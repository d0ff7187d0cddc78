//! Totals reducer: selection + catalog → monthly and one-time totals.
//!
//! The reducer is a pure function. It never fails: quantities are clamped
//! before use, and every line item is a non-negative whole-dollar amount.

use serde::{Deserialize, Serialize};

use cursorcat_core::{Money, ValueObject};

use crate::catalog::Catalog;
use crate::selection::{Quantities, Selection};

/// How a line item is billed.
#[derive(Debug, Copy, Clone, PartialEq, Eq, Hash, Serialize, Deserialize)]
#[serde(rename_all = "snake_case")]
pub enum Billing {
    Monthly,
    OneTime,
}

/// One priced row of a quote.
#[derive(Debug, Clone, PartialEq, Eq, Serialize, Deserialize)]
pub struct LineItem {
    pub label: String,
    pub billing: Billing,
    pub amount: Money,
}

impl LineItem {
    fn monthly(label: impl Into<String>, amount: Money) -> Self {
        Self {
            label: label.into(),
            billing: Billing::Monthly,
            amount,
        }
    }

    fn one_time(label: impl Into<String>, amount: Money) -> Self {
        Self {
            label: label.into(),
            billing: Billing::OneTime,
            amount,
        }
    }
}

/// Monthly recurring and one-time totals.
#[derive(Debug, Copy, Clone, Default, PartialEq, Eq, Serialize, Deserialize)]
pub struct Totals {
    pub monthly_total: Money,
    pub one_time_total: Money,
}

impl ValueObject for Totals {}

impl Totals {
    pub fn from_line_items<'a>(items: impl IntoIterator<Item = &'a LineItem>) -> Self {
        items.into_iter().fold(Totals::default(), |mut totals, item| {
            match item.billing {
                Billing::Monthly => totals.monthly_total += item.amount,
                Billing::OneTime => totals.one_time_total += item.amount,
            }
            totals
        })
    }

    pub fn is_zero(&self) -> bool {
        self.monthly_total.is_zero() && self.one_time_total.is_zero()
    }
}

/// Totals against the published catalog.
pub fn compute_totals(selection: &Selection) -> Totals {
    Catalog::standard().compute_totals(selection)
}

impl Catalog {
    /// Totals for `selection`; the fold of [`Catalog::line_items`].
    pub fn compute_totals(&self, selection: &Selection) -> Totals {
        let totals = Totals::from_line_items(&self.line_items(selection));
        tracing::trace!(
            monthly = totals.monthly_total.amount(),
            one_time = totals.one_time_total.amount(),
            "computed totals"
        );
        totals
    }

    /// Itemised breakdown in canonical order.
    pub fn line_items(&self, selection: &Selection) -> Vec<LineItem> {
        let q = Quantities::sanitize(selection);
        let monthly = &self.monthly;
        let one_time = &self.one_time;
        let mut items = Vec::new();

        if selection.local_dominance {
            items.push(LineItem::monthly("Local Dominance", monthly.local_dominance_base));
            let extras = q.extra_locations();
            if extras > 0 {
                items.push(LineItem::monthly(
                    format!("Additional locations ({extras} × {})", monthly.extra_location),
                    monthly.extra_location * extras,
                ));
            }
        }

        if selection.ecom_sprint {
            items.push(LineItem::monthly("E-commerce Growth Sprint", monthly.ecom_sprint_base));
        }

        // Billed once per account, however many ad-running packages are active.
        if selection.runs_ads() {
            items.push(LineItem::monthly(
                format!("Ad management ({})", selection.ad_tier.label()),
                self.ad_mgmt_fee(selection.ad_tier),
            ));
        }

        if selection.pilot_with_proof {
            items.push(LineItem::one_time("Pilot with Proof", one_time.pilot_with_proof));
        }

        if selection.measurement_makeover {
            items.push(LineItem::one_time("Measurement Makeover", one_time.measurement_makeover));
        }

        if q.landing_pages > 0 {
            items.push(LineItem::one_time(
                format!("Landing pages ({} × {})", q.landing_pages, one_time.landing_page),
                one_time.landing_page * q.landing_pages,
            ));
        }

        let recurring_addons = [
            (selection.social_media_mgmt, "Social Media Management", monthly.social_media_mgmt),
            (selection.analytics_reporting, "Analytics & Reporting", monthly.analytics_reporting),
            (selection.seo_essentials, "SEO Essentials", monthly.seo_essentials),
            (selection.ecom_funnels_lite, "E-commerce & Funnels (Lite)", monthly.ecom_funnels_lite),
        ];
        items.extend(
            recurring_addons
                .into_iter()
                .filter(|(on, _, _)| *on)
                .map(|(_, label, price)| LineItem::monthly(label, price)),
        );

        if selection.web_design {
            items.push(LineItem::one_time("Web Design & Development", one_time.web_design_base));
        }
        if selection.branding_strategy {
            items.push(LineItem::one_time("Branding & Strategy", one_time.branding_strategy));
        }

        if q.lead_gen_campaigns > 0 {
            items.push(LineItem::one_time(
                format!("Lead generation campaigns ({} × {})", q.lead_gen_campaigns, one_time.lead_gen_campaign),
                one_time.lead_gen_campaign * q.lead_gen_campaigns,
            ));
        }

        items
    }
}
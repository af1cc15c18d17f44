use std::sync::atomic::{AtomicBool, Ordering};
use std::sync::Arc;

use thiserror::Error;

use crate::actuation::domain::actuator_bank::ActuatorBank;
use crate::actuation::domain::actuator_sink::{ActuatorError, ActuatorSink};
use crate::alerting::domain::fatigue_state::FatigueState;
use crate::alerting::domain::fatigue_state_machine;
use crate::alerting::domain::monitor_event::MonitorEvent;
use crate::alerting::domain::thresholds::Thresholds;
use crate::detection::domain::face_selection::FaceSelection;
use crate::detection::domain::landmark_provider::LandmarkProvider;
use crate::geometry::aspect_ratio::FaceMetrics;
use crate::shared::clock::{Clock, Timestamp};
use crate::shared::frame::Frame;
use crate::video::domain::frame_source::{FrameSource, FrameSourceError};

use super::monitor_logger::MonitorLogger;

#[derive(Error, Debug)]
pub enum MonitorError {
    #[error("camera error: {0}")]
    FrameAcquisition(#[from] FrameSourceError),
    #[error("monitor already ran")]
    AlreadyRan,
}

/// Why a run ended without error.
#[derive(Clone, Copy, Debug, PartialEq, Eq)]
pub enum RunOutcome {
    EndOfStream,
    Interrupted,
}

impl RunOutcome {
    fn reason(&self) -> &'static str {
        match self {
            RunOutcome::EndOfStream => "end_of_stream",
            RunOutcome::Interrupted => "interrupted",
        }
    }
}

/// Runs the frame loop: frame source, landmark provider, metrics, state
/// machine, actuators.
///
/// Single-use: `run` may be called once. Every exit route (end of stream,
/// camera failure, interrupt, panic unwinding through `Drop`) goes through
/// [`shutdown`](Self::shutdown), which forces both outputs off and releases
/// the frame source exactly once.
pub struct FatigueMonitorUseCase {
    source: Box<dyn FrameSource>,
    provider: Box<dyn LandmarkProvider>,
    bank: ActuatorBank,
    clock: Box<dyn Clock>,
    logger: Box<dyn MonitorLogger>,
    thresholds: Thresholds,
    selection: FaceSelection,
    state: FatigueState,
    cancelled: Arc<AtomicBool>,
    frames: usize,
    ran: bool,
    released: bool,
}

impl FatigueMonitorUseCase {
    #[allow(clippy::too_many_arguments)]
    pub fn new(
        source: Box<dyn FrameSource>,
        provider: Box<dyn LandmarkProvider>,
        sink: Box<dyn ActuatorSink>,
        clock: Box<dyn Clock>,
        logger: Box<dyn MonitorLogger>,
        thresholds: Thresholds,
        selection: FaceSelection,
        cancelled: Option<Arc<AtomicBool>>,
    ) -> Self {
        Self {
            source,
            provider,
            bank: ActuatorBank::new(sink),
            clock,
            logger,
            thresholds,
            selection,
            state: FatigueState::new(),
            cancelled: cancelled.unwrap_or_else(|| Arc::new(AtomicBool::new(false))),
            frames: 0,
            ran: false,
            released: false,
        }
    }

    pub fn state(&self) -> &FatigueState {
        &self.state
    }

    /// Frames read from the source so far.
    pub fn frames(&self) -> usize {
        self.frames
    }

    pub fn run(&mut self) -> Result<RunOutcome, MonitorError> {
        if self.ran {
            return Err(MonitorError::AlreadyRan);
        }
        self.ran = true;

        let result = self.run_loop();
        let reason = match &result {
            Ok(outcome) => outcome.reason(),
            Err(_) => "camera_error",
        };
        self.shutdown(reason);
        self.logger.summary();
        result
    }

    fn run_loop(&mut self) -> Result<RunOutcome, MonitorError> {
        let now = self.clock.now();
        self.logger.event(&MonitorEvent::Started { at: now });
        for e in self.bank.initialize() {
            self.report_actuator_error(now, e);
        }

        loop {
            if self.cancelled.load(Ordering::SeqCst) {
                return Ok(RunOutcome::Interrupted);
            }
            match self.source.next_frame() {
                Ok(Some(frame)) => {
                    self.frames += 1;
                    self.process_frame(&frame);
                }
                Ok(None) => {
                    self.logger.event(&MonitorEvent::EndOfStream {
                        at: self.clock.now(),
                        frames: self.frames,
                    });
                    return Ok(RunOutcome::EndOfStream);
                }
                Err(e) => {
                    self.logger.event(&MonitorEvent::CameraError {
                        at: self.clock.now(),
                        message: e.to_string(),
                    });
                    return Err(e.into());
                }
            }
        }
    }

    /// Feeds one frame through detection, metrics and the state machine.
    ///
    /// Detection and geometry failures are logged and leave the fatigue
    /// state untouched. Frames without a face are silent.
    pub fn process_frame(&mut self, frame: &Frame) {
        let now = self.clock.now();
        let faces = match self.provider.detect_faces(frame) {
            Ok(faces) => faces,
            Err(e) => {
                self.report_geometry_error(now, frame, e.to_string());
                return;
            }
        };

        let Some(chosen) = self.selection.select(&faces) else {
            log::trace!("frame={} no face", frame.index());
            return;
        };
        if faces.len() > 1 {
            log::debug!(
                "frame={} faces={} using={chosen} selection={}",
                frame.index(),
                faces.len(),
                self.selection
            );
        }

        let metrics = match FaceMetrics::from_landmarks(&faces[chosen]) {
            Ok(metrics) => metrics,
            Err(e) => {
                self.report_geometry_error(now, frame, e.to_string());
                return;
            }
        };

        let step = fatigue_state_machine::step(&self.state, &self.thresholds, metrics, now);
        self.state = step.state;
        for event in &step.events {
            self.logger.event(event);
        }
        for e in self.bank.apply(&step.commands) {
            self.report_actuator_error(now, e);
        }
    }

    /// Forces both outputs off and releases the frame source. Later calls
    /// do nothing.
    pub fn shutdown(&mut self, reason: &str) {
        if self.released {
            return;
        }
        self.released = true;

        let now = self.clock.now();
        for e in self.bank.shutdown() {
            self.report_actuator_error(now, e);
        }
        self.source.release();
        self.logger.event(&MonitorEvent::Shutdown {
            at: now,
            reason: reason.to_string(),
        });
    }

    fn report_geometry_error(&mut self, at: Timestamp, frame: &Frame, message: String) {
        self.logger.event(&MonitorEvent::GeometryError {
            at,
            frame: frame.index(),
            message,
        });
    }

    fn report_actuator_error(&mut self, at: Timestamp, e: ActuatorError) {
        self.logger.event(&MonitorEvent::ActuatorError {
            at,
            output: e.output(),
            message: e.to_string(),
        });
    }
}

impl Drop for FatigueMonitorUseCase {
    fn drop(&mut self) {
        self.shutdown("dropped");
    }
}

— Task item —
Your answer must be every line from the listing above that holds the string "Some".

— Answer below —
                Ok(Some(frame)) => {
        let Some(chosen) = self.selection.select(&faces) else {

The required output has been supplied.